“Rebuilding In Her Vision:” Arielle Twist’s Forceful Poetry Collection, Disintegrate/Dissociate, Exploring Queer Indigeneity And The Spaces Beyond Language
In Disintegrate/Dissociate, an award-winning debut collection of poetry, Arielle Twist writes unsparingly of the death and violence that accompanies her life as a Nehiyaw, Two Spirit and trans woman. In short, staccato bursts, Twist grapples with the erased languages around her, and the destruction and desire of relationships.
In the poem that opens the collection, “Prelude,” Twist invokes the spaces beyond language - and what violence has ripped away from its grasp. She writes, “The night our kokum died,/my mother cried out in/another language.” She writes of her own charged mission, to “Disintegrate or dissociate./I will deconstruct myself,/and rebuild in her vision.”

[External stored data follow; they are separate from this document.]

//! Trace geometry: sample-to-screen mapping, point history and beam intensity

use tiny_skia::Point;

use crate::audio::StereoFrame;

/// Map a stereo frame to canvas coordinates.
///
/// Left drives x, right drives y, both spanning [-1, 1] across the canvas.
/// An all-zero (or non-finite) frame carries no new position, so the
/// previous point is kept instead of snapping to the centre. The result is
/// always clamped to `[0, width] x [0, height]`.
pub fn map_frame(frame: StereoFrame, previous: Point, width: f32, height: f32) -> Point {
    let silent = frame.left == 0.0 && frame.right == 0.0;
    let finite = frame.left.is_finite() && frame.right.is_finite();

    let point = if silent || !finite {
        previous
    } else {
        Point::from_xy(
            (frame.left + 1.0) / 2.0 * width,
            (frame.right + 1.0) / 2.0 * height,
        )
    };

    Point::from_xy(point.x.clamp(0.0, width), point.y.clamp(0.0, height))
}

/// Brightness of a segment whose length is `distance`, as a fraction of the
/// canvas diagonal.
///
/// Falls off with the inverse square of the distance, so slow parts of the
/// trace glow and fast jumps fade, the way a phosphor beam does. Saturates
/// at 1.0.
pub fn beam_intensity(distance: f32, gain: f32) -> f32 {
    if distance <= f32::EPSILON {
        return 1.0;
    }
    (gain / (distance * distance)).clamp(0.0, 1.0)
}

/// The last four trace points, newest first
#[derive(Clone, Copy, Debug, Default, PartialEq)]
pub struct PointHistory {
    points: [Point; 4],
}

impl PointHistory {
    /// Shift every point back one slot and put `point` in front
    pub fn push(&mut self, point: Point) {
        self.points.rotate_right(1);
        self.points[0] = point;
    }

    pub fn newest(&self) -> Point {
        self.points[0]
    }

    /// `[p0, p1, p2, p3]`, p0 being the newest
    pub fn points(&self) -> [Point; 4] {
        self.points
    }

    /// Distance between the two newest points over the canvas diagonal
    pub fn normalized_step(&self, width: f32, height: f32) -> f32 {
        let diagonal = width.hypot(height);
        if diagonal <= 0.0 {
            return 0.0;
        }
        self.points[0].distance(self.points[1]) / diagonal
    }
}

#[cfg(test)]
mod tests {
    use super::*;

    #[test]
    fn test_maps_unit_square_to_canvas() {
        let origin = Point::zero();
        let p = map_frame(StereoFrame::new(-1.0, 1.0), origin, 800.0, 600.0);
        assert_eq!(p, Point::from_xy(0.0, 600.0));

        let p = map_frame(StereoFrame::new(0.5, -0.5), origin, 800.0, 600.0);
        assert_eq!(p, Point::from_xy(600.0, 150.0));
    }

    #[test]
    fn test_silence_reuses_previous_point() {
        let first = map_frame(StereoFrame::new(0.5, 0.25), Point::zero(), 800.0, 800.0);
        let mut current = first;
        for _ in 0..5 {
            current = map_frame(StereoFrame::new(0.0, 0.0), current, 800.0, 800.0);
            assert_eq!(current, first);
        }

        // A single zero channel is still a real position
        let p = map_frame(StereoFrame::new(0.0, 1.0), first, 800.0, 800.0);
        assert_eq!(p, Point::from_xy(400.0, 800.0));
    }

    #[test]
    fn test_non_finite_reuses_previous_point() {
        let previous = Point::from_xy(10.0, 20.0);
        let p = map_frame(StereoFrame::new(f32::NAN, 0.5), previous, 800.0, 800.0);
        assert_eq!(p, previous);
        let p = map_frame(StereoFrame::new(0.5, f32::INFINITY), previous, 800.0, 800.0);
        assert_eq!(p, previous);
    }

    #[test]
    fn test_clamps_out_of_range() {
        let p = map_frame(StereoFrame::new(1.5, -2.0), Point::zero(), 800.0, 600.0);
        assert_eq!(p, Point::from_xy(800.0, 0.0));

        let p = map_frame(StereoFrame::new(-3.0, 7.0), Point::zero(), 800.0, 600.0);
        assert_eq!(p, Point::from_xy(0.0, 600.0));
    }

    #[test]
    fn test_clamps_reused_point_after_shrink() {
        let previous = Point::from_xy(1000.0, 900.0);
        let p = map_frame(StereoFrame::default(), previous, 400.0, 300.0);
        assert_eq!(p, Point::from_xy(400.0, 300.0));
    }

    #[test]
    fn test_intensity_falls_with_distance() {
        let gain = 1.0e-4;
        assert_eq!(beam_intensity(0.0, gain), 1.0);
        assert_eq!(beam_intensity(1.0e-6, gain), 1.0);

        let mut last = beam_intensity(1.0e-3, gain);
        for step in 1..=100 {
            let intensity = beam_intensity(step as f32 * 0.01, gain);
            assert!(intensity <= last);
            assert!((0.0..=1.0).contains(&intensity));
            last = intensity;
        }
        assert!(beam_intensity(1.0, gain) < 0.001);
    }

    #[test]
    fn test_history_shifts_newest_first() {
        let mut history = PointHistory::default();
        for i in 1..=5 {
            history.push(Point::from_xy(i as f32, 0.0));
        }

        let xs: Vec<f32> = history.points().iter().map(|p| p.x).collect();
        assert_eq!(xs, vec![5.0, 4.0, 3.0, 2.0]);
        assert_eq!(history.newest(), Point::from_xy(5.0, 0.0));
    }

    #[test]
    fn test_normalized_step() {
        let mut history = PointHistory::default();
        history.push(Point::from_xy(0.0, 0.0));
        history.push(Point::from_xy(300.0, 400.0));
        assert!((history.normalized_step(300.0, 400.0) - 1.0).abs() < 1e-6);
        assert_eq!(history.normalized_step(0.0, 0.0), 0.0);
    }
}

Poems that particularly encounter the fissures between queerness and Indigeneity, and transness and spirituality include "Who Will Save You Now?" "Mother/Creator, "Born in Mourning'' and "Iskwêw." Twist writes, “Who will save you now that your homelands / hate the holiest parts of you?” and that “Queerness and indigeneity not intersecting quietly/ white queers policing your existence / indigeneous blood telling you that you’re / a new generation problem.”
For all its linguistic sparseness, Disintegrate/Dissociate is a substantial and forceful work to be read and read again. It is particularly compelling too as it weaves in the power exchanges in sex, exploring the control of choosing submission. Note: this collection includes descriptions of sexual assault, violence and uses explicit language.